I didn't catch what country you live in. If you are in the US Rodinal (Adox Adonal) can be purchased at Freestyle Photographic in California. I actually recommend starting with some 100 ISO film and Rodinal. You need a minimal amount of equipment to mix it up and it lasts forever. Every other developer I've ever used costs more and requires much more equipment to mix up and store. The beauty of Rodinal is you mix up just what you need each time and all you need is a measuring cup and a medicine dropper.
The paterson system you pointed out is what I use to develop my film. People will get into plastic vs steel reel debates, but you should just use what works for you. When loading 120 film on the plastic reel I suggest starting at the end that has the tape on it. So in the darkbag unroll the roll of film entirely while removing the paper backing and then load it onto the real from the end that has/had the tape on it. Be patient. Loading the reels is the hardest part of developing film. It will take you awhile to get proficient.
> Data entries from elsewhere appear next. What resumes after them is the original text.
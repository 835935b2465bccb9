use crate::error::registry::RegistryError;
use crate::network::retryable::retryable;
use crate::registry::types::{
    AddRegistryParams, GetRegistriesParams, PaginatedResponse, StrikeRegistry,
    UpdateRegistryStatusParams,
};
use async_trait::async_trait;
use backoff::future::retry;
use backoff::ExponentialBackoff;
use candid::utils::ArgumentEncoder;
use candid::{encode_args, CandidType, Decode, Deserialize, Principal};
use ic_agent::Agent;
use slog::{trace, Logger};

const ADD_ADMIN: &str = "add_admin";
const REMOVE_ADMIN: &str = "remove_admin";
const GET_ADMINS: &str = "get_admins";
const IS_ADMIN: &str = "is_admin";
const ADD_REGISTRY: &str = "add_registry";
const GET_REGISTRIES: &str = "get_registries";
const GET_STRIKE_BY_CANISTER_ID: &str = "get_strike_by_canister_id";
const UPDATE_REGISTRY_STATUS: &str = "update_registry_status";

/// The single registry read the security gate needs.
#[async_trait]
pub trait RegistryLookup: Send + Sync {
    async fn get_strike_by_canister_id(
        &self,
        canister_id: Principal,
    ) -> Result<Option<StrikeRegistry>, RegistryError>;
}

pub struct RegistryCanister {
    agent: Agent,
    canister_id: Principal,
    logger: Logger,
}

impl RegistryCanister {
    pub fn new(agent: Agent, canister_id: Principal, logger: Logger) -> Self {
        RegistryCanister {
            agent,
            canister_id,
            logger,
        }
    }

    pub fn canister_id(&self) -> Principal {
        self.canister_id
    }

    pub async fn add_admin(&self, admin: Principal) -> Result<(), RegistryError> {
        let result: Result<(), String> = self.update(ADD_ADMIN, (admin,)).await?;
        result.map_err(|message| RegistryError::Rejected(ADD_ADMIN, message))
    }

    pub async fn remove_admin(&self, admin: Principal) -> Result<(), RegistryError> {
        let result: Result<(), String> = self.update(REMOVE_ADMIN, (admin,)).await?;
        result.map_err(|message| RegistryError::Rejected(REMOVE_ADMIN, message))
    }

    pub async fn get_admins(&self) -> Result<Vec<Principal>, RegistryError> {
        self.query(GET_ADMINS, ()).await
    }

    pub async fn is_admin(&self, user: Principal) -> Result<bool, RegistryError> {
        self.query(IS_ADMIN, (user,)).await
    }

    pub async fn add_registry(&self, params: &AddRegistryParams) -> Result<(), RegistryError> {
        let result: Result<(), String> = self.update(ADD_REGISTRY, (params,)).await?;
        result.map_err(|message| RegistryError::Rejected(ADD_REGISTRY, message))
    }

    pub async fn get_registries(
        &self,
        params: &GetRegistriesParams,
    ) -> Result<PaginatedResponse, RegistryError> {
        self.query(GET_REGISTRIES, (params,)).await
    }

    pub async fn update_registry_status(
        &self,
        params: &UpdateRegistryStatusParams,
    ) -> Result<(), RegistryError> {
        let result: Result<(), String> = self.update(UPDATE_REGISTRY_STATUS, (params,)).await?;
        result.map_err(|message| RegistryError::Rejected(UPDATE_REGISTRY_STATUS, message))
    }

    /// Queries are read-only, so transport failures that never reached the
    /// replica are retried.
    async fn query<A, R>(&self, method: &'static str, args: A) -> Result<R, RegistryError>
    where
        A: ArgumentEncoder,
        R: CandidType + for<'de> Deserialize<'de>,
    {
        let arg = encode_args(args).map_err(|err| RegistryError::EncodeFailed(method, err))?;
        trace!(self.logger, "Registry query"; "method" => method);
        let response = retry(ExponentialBackoff::default(), || {
            let arg = arg.clone();
            async move {
                match self
                    .agent
                    .query(&self.canister_id, method)
                    .with_arg(arg)
                    .call()
                    .await
                {
                    Ok(bytes) => Ok(bytes),
                    Err(err) if retryable(&err) => Err(backoff::Error::transient(err)),
                    Err(err) => Err(backoff::Error::permanent(err)),
                }
            }
        })
        .await
        .map_err(|err| RegistryError::CallFailed(method, err))?;
        Decode!(&response, R).map_err(|err| RegistryError::DecodeFailed(method, err))
    }

    async fn update<A, R>(&self, method: &'static str, args: A) -> Result<R, RegistryError>
    where
        A: ArgumentEncoder,
        R: CandidType + for<'de> Deserialize<'de>,
    {
        let arg = encode_args(args).map_err(|err| RegistryError::EncodeFailed(method, err))?;
        trace!(self.logger, "Registry update"; "method" => method);
        let response = self
            .agent
            .update(&self.canister_id, method)
            .with_arg(arg)
            .call_and_wait()
            .await
            .map_err(|err| RegistryError::CallFailed(method, err))?;
        Decode!(&response, R).map_err(|err| RegistryError::DecodeFailed(method, err))
    }
}

#[async_trait]
impl RegistryLookup for RegistryCanister {
    async fn get_strike_by_canister_id(
        &self,
        canister_id: Principal,
    ) -> Result<Option<StrikeRegistry>, RegistryError> {
        self.query(GET_STRIKE_BY_CANISTER_ID, (canister_id,)).await
    }
}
Running around the internet collecting different films and trying them out is fun. Unfortunately as a neophyte you aren't going to be able to learn anything and improve your process if you keep doing that. I like 100 ISO film so I picked ONE kind and shot box after box of it. I tried different developers at different concentrations with varying agitations. But for the most part I kept shooting just one kind of film. You have so many variables it is hard to trouble shoot. You have a light meter, film, developer, scanner, monitor, etc. You need to examine the steps in your workflow and make sure they are all being operated in stringent and consistent manner before evaluating results and making changes. I personally would go out with a good hand held meter, your best camera/lens and take a picture of a scene with the sun directly behind you. I would do it on a sunny day and on an overcast day. I would do something similar with a portrait. A nice head shot so you can evaluate skin tones in bright sunshine and on an overcast day. I would then send the roll to North Coast Photographic Services. Have them develop it and do an enhanced scan of the entire roll. This process is not the cheapest but it is very good. When you get your roll back assuming you used 100 ISO film from Ilford/Kodak/Fuji and correct metering technique you will have a reasonably developed roll and some good scans. You can use them as a baseline to check your scanner, monitor, and home developing efforts. Although like I said home developing efforts should be tweaked for darkroom prints. But at least you will be able to address really gross errors using a scanner.
On a side note places like Costco do excellent large prints pretty cheaply. The prints need to be large at places like that so they use the Inkjet vs the light jet which often has color casts. You can even get FREE printer profiles for Costco stores across America from Drycreek Photo. It beats buying ink and paper, cleaning, and profiling your own printer. If your activities are sporadic I would recommend this route. At least try it out before committing a bunch of money to a printer. Ink jet printers need to be used regularly or their ink nozzles get clogged up.